A genotype–phenotype association study reveals a link between bacterial quorum sensing, virulence and antibiotic resistance in the pathogen Stenotrophomonas maltophilia

Researchers from the Bacterial Pathogenesis and Antimicrobials group of the Institut de Biotecnologia i de Biomedicina (IBB) and the Department of Genetics and Microbiology at UAB, in collaboration with the Research Center Borstel – Leibniz Lung Center (Germany) and ISGlobal at Hospital Clínic (Barcelona), have established a link between the quorum sensing system and the virulence and resistance phenotypes in Stenotrophomonas maltophilia, and identified potential high-risk clones circulating worldwide.


S.maltophilia are increasingly recognized as significant opportunistic pathogens in healthcare settings worldwide, the global spread of multidrug-resistant strains of this species being the most serious concern. Epidemiological studies are important to identify particular lineages or strains exhibiting clinically relevant phenotypes and to make knowledge-driven healthcare decisions.

In this context, the UAB group, in collaboration with research groups in Germany and Hospital Clínic, have studied the link between quorum sensing, virulence and antibiotic resistance in a panel of genetically diverse clinical S. maltophilia isolates from different European countries. In particular, a clonal group of strains were identified that show an increased ability to form biofilms and exhibit higher resistance to the last-resort antibiotic colistin. In addition, new virulence factors exclusive to this lineage have been identified through a comparative genomics study.

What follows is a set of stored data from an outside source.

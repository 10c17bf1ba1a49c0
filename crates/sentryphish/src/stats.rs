// SPDX-FileCopyrightText: 2026 Sentryphish Contributors
// SPDX-License-Identifier: MIT OR Apache-2.0

//! `sentryphish stats` command implementation.

use sentryphish_config::SentryConfig;
use sentryphish_core::{SentryError, StorageAdapter};
use sentryphish_storage::JsonStore;

pub async fn run(config: &SentryConfig) -> Result<(), SentryError> {
    let store = JsonStore::new(config);
    store.initialize().await?;

    let stats = store.stats().await;
    println!("analyzed:            {}", stats.total_analyzed);
    println!("phishing detected:   {}", stats.phishing_detected);
    println!("detected last 7d:    {}", stats.detected_last_week);

    if !stats.per_source.is_empty() {
        println!("by source:");
        for (source, count) in &stats.per_source {
            println!("  {source:<12} {count}");
        }
    }
    if stats.total_analyzed > 0 {
        println!(
            "confidence:          avg {:.2}  min {:.2}  max {:.2}",
            stats.confidence.average, stats.confidence.min, stats.confidence.max
        );
    }
    Ok(())
}
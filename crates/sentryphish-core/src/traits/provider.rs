// SPDX-FileCopyrightText: 2026 Sentryphish Contributors
// SPDX-License-Identifier: MIT OR Apache-2.0

//! Provider adapter trait for remote classifier integrations (Grok, DeepSeek, etc.).

use async_trait::async_trait;

use crate::error::SentryError;
use crate::traits::adapter::PluginAdapter;
use crate::types::ProviderAnalysis;

/// Adapter for remote phishing classifier APIs.
///
/// Provider adapters handle communication with a vendor classification
/// endpoint and normalize its response into [`ProviderAnalysis`]. Each call
/// is single-attempt: any failure (timeout, non-2xx status, malformed JSON)
/// is returned as an error so the orchestrator can move to the next
/// provider in its chain.
#[async_trait]
pub trait ProviderAdapter: PluginAdapter {
    /// Classifies the given content, returning a normalized analysis.
    async fn analyze(&self, content: &str) -> Result<ProviderAnalysis, SentryError>;
}
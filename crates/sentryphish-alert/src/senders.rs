// SPDX-FileCopyrightText: 2026 Sentryphish Contributors
// SPDX-License-Identifier: MIT OR Apache-2.0

//! Sender list bookkeeping: safe, watch, and block lists.
//!
//! The three lists are kept mutually disjoint. Adding a sender to one list
//! removes it from the others, except that the watch list never accepts a
//! sender already on the safe or block list.

use std::collections::HashSet;

use serde::{Deserialize, Serialize};

/// The three sender lists maintained by the alert layer.
///
/// Invariant: a sender appears on at most one list at any time.
#[derive(Debug, Clone, Default, Serialize, Deserialize)]
pub struct SenderLists {
    #[serde(default)]
    safe: HashSet<String>,
    #[serde(default)]
    watch: HashSet<String>,
    #[serde(default)]
    block: HashSet<String>,
}

impl SenderLists {
    pub fn new() -> Self {
        Self::default()
    }

    /// Marks a sender as trusted, removing it from the watch and block lists.
    pub fn add_safe(&mut self, sender: impl Into<String>) {
        let sender = sender.into();
        self.watch.remove(&sender);
        self.block.remove(&sender);
        self.safe.insert(sender);
    }

    /// Puts a sender under observation.
    ///
    /// A sender already on the safe or block list is left where it is; those
    /// lists take precedence over watching. Returns true if the sender was
    /// added.
    pub fn add_watch(&mut self, sender: impl Into<String>) -> bool {
        let sender = sender.into();
        if self.safe.contains(&sender) || self.block.contains(&sender) {
            return false;
        }
        self.watch.insert(sender)
    }

    /// Blocks a sender, removing it from the safe and watch lists.
    pub fn add_block(&mut self, sender: impl Into<String>) {
        let sender = sender.into();
        self.safe.remove(&sender);
        self.watch.remove(&sender);
        self.block.insert(sender);
    }

    /// Removes a sender from whichever list it is on. Returns true if the
    /// sender was found.
    pub fn remove(&mut self, sender: &str) -> bool {
        self.safe.remove(sender) | self.watch.remove(sender) | self.block.remove(sender)
    }

    pub fn is_safe(&self, sender: &str) -> bool {
        self.safe.contains(sender)
    }

    pub fn is_watched(&self, sender: &str) -> bool {
        self.watch.contains(sender)
    }

    pub fn is_blocked(&self, sender: &str) -> bool {
        self.block.contains(sender)
    }

    /// Trusted senders, sorted for stable output.
    pub fn safe_senders(&self) -> Vec<String> {
        let mut out: Vec<String> = self.safe.iter().cloned().collect();
        out.sort();
        out
    }

    /// Watched senders, sorted for stable output.
    pub fn watched_senders(&self) -> Vec<String> {
        let mut out: Vec<String> = self.watch.iter().cloned().collect();
        out.sort();
        out
    }

    /// Blocked senders, sorted for stable output.
    pub fn blocked_senders(&self) -> Vec<String> {
        let mut out: Vec<String> = self.block.iter().cloned().collect();
        out.sort();
        out
    }

    pub fn is_empty(&self) -> bool {
        self.safe.is_empty() && self.watch.is_empty() && self.block.is_empty()
    }
}

#[cfg(test)]
mod tests {
    use super::*;

    #[test]
    fn adding_safe_clears_watch_and_block() {
        let mut lists = SenderLists::new();
        lists.add_watch("alice@example.com");
        lists.add_safe("alice@example.com");
        assert!(lists.is_safe("alice@example.com"));
        assert!(!lists.is_watched("alice@example.com"));

        lists.add_block("bob@example.com");
        lists.add_safe("bob@example.com");
        assert!(lists.is_safe("bob@example.com"));
        assert!(!lists.is_blocked("bob@example.com"));
    }

    #[test]
    fn watch_defers_to_safe_and_block() {
        let mut lists = SenderLists::new();
        lists.add_safe("trusted@example.com");
        assert!(!lists.add_watch("trusted@example.com"));
        assert!(lists.is_safe("trusted@example.com"));
        assert!(!lists.is_watched("trusted@example.com"));

        lists.add_block("spam@example.com");
        assert!(!lists.add_watch("spam@example.com"));
        assert!(lists.is_blocked("spam@example.com"));
        assert!(!lists.is_watched("spam@example.com"));
    }

    #[test]
    fn blocking_clears_safe_and_watch() {
        let mut lists = SenderLists::new();
        lists.add_safe("flip@example.com");
        lists.add_block("flip@example.com");
        assert!(lists.is_blocked("flip@example.com"));
        assert!(!lists.is_safe("flip@example.com"));

        lists.add_watch("flop@example.com");
        lists.add_block("flop@example.com");
        assert!(lists.is_blocked("flop@example.com"));
        assert!(!lists.is_watched("flop@example.com"));
    }

    #[test]
    fn remove_clears_membership_everywhere() {
        let mut lists = SenderLists::new();
        lists.add_watch("gone@example.com");
        assert!(lists.remove("gone@example.com"));
        assert!(!lists.is_watched("gone@example.com"));
        assert!(!lists.remove("gone@example.com"));
    }

    #[test]
    fn getters_return_sorted_senders() {
        let mut lists = SenderLists::new();
        lists.add_block("zeta@example.com");
        lists.add_block("alpha@example.com");
        assert_eq!(
            lists.blocked_senders(),
            vec!["alpha@example.com".to_string(), "zeta@example.com".to_string()]
        );
    }

    #[test]
    fn lists_round_trip_through_serde() {
        let mut lists = SenderLists::new();
        lists.add_safe("a@example.com");
        lists.add_watch("b@example.com");
        lists.add_block("c@example.com");
        let json = serde_json::to_string(&lists).unwrap();
        let back: SenderLists = serde_json::from_str(&json).unwrap();
        assert!(back.is_safe("a@example.com"));
        assert!(back.is_watched("b@example.com"));
        assert!(back.is_blocked("c@example.com"));
    }
}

The results, published in Frontiers in Microbiology, demonstrate the pivotal role of the quorum sensing system in the pathogenicity and persistence in S. maltophilia and alert on the potential risk of resistant and virulent clones circulating in European hospitals.

In connection with this study, the UAB group has also participated in an ambitious project aimed to describe the population structure and spread of S. maltophilia at a global scale, led by the Research Center Borstel. The results of this project have been published in Nature Communications. The analysis of a worldwide collection of 1.305 isolates detected human-associated lineages with higher proportions of key virulence and resistance genes.